Adjective "prolific" definition and examples



Definitions and examples


(of a plant, animal, or person) producing much fruit or foliage or many offspring.
  1. 'Both are frequently images of creativity: rabbits are prolific and snakes shed their skins and grow new ones as an act of renewal.'
  2. 'The total catch remains high because they are replaced by short-lived, prolific species like mackerels.'
  3. 'Backs of vacant houses create a poor impression at the Docks, where weeds were quite prolific on the gravel areas.'
  4. 'You'll soon get to recognise the most prolific weeds in your garden and discover ways to keep them under control.'
  5. 'The average working life of a bee is eight weeks during the summer but the queen is very prolific and lays between 2,000-3,000 eggs a day so the hives are self generating.'
  6. 'There has hardly been a more prolific writer with a greater range of material to choose from.'
  7. 'No black woman writer had been as prolific.'
  8. 'He was a prolific composer, writing symphonies, concertos, sonatas, and dramatic works.'
  9. 'He's one of the most prolific people out there in music right now.'
  10. 'The prolific composer has led his own bands of all sizes, including big bands.'
  11. 'Although he was prolific, producing some 200 canvases in just one year at Arles, hardly anything sold.'
  12. 'Here is an amazingly prolific young songwriter who is teetering on the brink of worldwide recognition.'
  13. 'Beamish is one of the best-known names in classical music, and Britain's most prolific composer of concertos.'
  14. 'He doesn't do fiction, of course, but he is mighty prolific.'
  15. 'He was incredibly prolific, writing hundreds of choral, keyboard and instrumental works.'
  16. 'a prolific goalscorer'
  17. 'With scoring at a premium in the playoffs, the teams with two prolific scorers are more difficult to match up against.'
  18. 'He was a prolific scorer at junior level and those in the know have long tipped him to make a career out of the game.'
  19. 'Though by no means a prolific scorer, the leggy midfielder is always a threat going forward, where he uses his size and strength to full advantage.'
  20. 'Carter can be one of the league's most prolific scorers, but he needs to drive to the basket more instead of settling for outside jumpers.'
  21. 'In fact, the line-backer has been a more prolific scorer this season than many offensive players throughout the league.'
  22. 'He was one of the most prolific natural goal scorers the game has ever seen.'
  23. 'They aren't the most prolific scorers in the league but their goals come from all over the team and with a solid back four they are third in the league on merit.'
  24. 'As the table below shows, left-handers have been far more prolific at this ground over the last four years.'
  25. 'Missing some of their regular players including their prolific scorer, Thomas Doyle, they still managed to gain a point from this fixture.'
  26. 'Indian cricket has seen some of the most prolific run scorers and bowlers.'
Present in large numbers or quantities; plentiful.
  1. 'Forty-six species of wildlife have been identified here and the bird life is prolific.'
  2. 'Though the wildlife is not as prolific as in the upcountry game parks, the beautiful rainforest and the spectacular Sheldrick Falls make it worth a visit.'
  3. 'In the east of Natal, a series of game reserves offer the chance to sample some of South Africa's varied and prolific wildlife.'
  4. 'What has changed is that this technology has become prolific.'
  5. 'the prolific rivers around Galway'
  6. 'The Dee in Aberdeenshire, once a highly prolific spring river, continues to suffer from a dreadful lack of these big early salmon.'
  7. 'All of a sudden the fishing returns plummeted and overnight prolific sections of the river produced no fish.'


1. producing offspring, young, fruit, etc., abundantly; highly fruitful: a prolific pear tree.

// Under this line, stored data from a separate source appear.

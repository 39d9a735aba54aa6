use anyhow::{Context, Result};
use chrono::Utc;
use clap::{Parser, Subcommand};
use geoloc::config::Settings;
use geoloc::distance::Units;
use geoloc::geocoding::{Geocoder, Provider};
use geoloc::location::{Location, LocationStore};
use serde::Serialize;
use serde_json::json;
use std::path::PathBuf;

/// geoloc: geocoded places with cached coordinates
///
/// Stores place queries, resolves them to coordinates through a geocoding
/// web service and answers bounding-box and proximity questions.
///
/// Examples:
///   geoloc add "London, UK" --name London
///   geoloc near 1 --radius 200
///   geoloc within 52.48 -1.90 50.85 4.35
///   geoloc geocode "Paris" --provider google
#[derive(Parser)]
#[command(name = "geoloc", version, about, long_about = None)]
struct Cli {
    /// Config file. Defaults to ~/.geoloc/config.toml when present.
    #[arg(long, global = true)]
    config: Option<PathBuf>,

    /// SQLite database, overriding the configured path.
    #[arg(long, global = true)]
    db: Option<PathBuf>,

    /// Debug logging on stderr.
    #[arg(long, short = 'v', global = true)]
    verbose: bool,

    #[command(subcommand)]
    command: Command,
}

#[derive(Subcommand)]
enum Command {
    /// Geocode and store a place.
    Add {
        query: String,
        /// Friendly display name.
        #[arg(long)]
        name: Option<String>,
        /// Geocoder to use (yahoo, google, geonames).
        #[arg(long)]
        provider: Option<Provider>,
        /// Hide from public listings.
        #[arg(long)]
        private: bool,
    },
    /// Show one stored place.
    Show { id: i64 },
    /// List stored places.
    List {
        /// Only public places.
        #[arg(long)]
        public: bool,
    },
    /// Re-geocode one place, or every expired place when no id is given.
    Refresh { id: Option<i64> },
    /// Delete a stored place.
    Delete { id: i64 },
    /// Places nearest to a stored place.
    Near {
        id: i64,
        /// Search radius in miles.
        #[arg(long)]
        radius: Option<f64>,
        /// Units for reported distances (km, mi, ft, nm).
        #[arg(long, default_value = "mi")]
        units: Units,
    },
    /// Places inside a bounding box given by its NW and SE corners.
    #[command(allow_negative_numbers = true)]
    Within {
        north: f64,
        west: f64,
        south: f64,
        east: f64,
    },
    /// Distance between two stored places.
    Distance {
        from: i64,
        to: i64,
        #[arg(long, default_value = "mi")]
        units: Units,
    },
    /// Geocode a query without storing it.
    Geocode {
        query: String,
        #[arg(long)]
        provider: Option<Provider>,
    },
}

fn main() -> Result<()> {
    let cli = Cli::parse();
    setup_logging(cli.verbose);

    let settings = Settings::load(cli.config.as_deref()).context("loading configuration")?;
    let geocoder = Geocoder::from_settings(&settings.geocoding);

    let db_path = cli.db.clone().unwrap_or_else(|| settings.db.path.clone());
    let store = LocationStore::open(&db_path, geocoder, settings.cache.max_age)
        .with_context(|| format!("opening {}", db_path.display()))?;

    match cli.command {
        Command::Add {
            query,
            name,
            provider,
            private,
        } => {
            let mut location = Location::new(query);
            location.provider = provider;
            if let Some(name) = name {
                location.set_friendly_name(name);
            }
            location.is_public = !private;
            store.save(&mut location)?;
            print_json(&location)
        }
        Command::Show { id } => print_json(&store.get(id)?),
        Command::List { public } => {
            let locations = if public { store.public()? } else { store.all()? };
            print_json(&locations)
        }
        Command::Refresh { id: Some(id) } => {
            let mut location = store.get(id)?;
            store.refresh(&mut location)?;
            print_json(&location)
        }
        Command::Refresh { id: None } => {
            let refreshed = store.refresh_expired(Utc::now())?;
            print_json(&json!({ "refreshed": refreshed }))
        }
        Command::Delete { id } => {
            store.delete(id)?;
            print_json(&json!({ "deleted": id }))
        }
        Command::Near { id, radius, units } => {
            let origin = store.get(id)?;
            let nearby: Vec<_> = store
                .by_proximity_to_location(&origin, radius)?
                .into_iter()
                .map(|location| {
                    let distance = origin.distance_between(&location, units);
                    json!({ "location": location, "distance": distance, "units": units })
                })
                .collect();
            print_json(&nearby)
        }
        Command::Within {
            north,
            west,
            south,
            east,
        } => print_json(&store.within_bounds(&(north, west), &(south, east))?),
        Command::Distance { from, to, units } => {
            let a = store.get(from)?;
            let b = store.get(to)?;
            print_json(&json!({
                "from": a.name(),
                "to": b.name(),
                "distance": a.distance_between(&b, units),
                "units": units,
            }))
        }
        Command::Geocode { query, provider } => {
            let geocoder = store.geocoder();
            let provider = provider.unwrap_or_else(|| geocoder.default_provider());
            let result = geocoder.geocode_with(provider, &query)?;
            print_json(&json!({
                "query": result.query,
                "provider": result.provider,
                "coordinates": result.coords,
                "response": result.response.to_dictionary(),
            }))
        }
    }
}

fn setup_logging(verbose: bool) {
    use tracing_subscriber::{fmt, layer::SubscriberExt, util::SubscriberInitExt, EnvFilter};

    let level = if verbose { "debug" } else { "warn" };
    let filter = EnvFilter::try_from_default_env()
        .unwrap_or_else(|_| EnvFilter::new(format!("geoloc={}", level)));

    tracing_subscriber::registry()
        .with(filter)
        .with(
            fmt::layer()
                .with_target(false)
                .with_writer(std::io::stderr)
                .compact(),
        )
        .init();
}

fn print_json<T: Serialize + ?Sized>(value: &T) -> Result<()> {
    println!("{}", serde_json::to_string_pretty(value)?);
    Ok(())
}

2. producing in large quantities or with great frequency; highly productive: a prolific writer.

3. profusely productive or fruitful (often followed by in or of): a bequest prolific of litigations.

4. characterized by abundant production: a prolific year for tomatoes.

More examples(as adjective)

"places can be prolific in translations."

"prostitutions can be prolific in places."

"people can be prolific on sides."

"people can be prolific in musics."

"partners can be prolific in places."

More examples++


Mid 17th century: from medieval Latin prolificus, from Latin proles ‘offspring’ (see proliferous).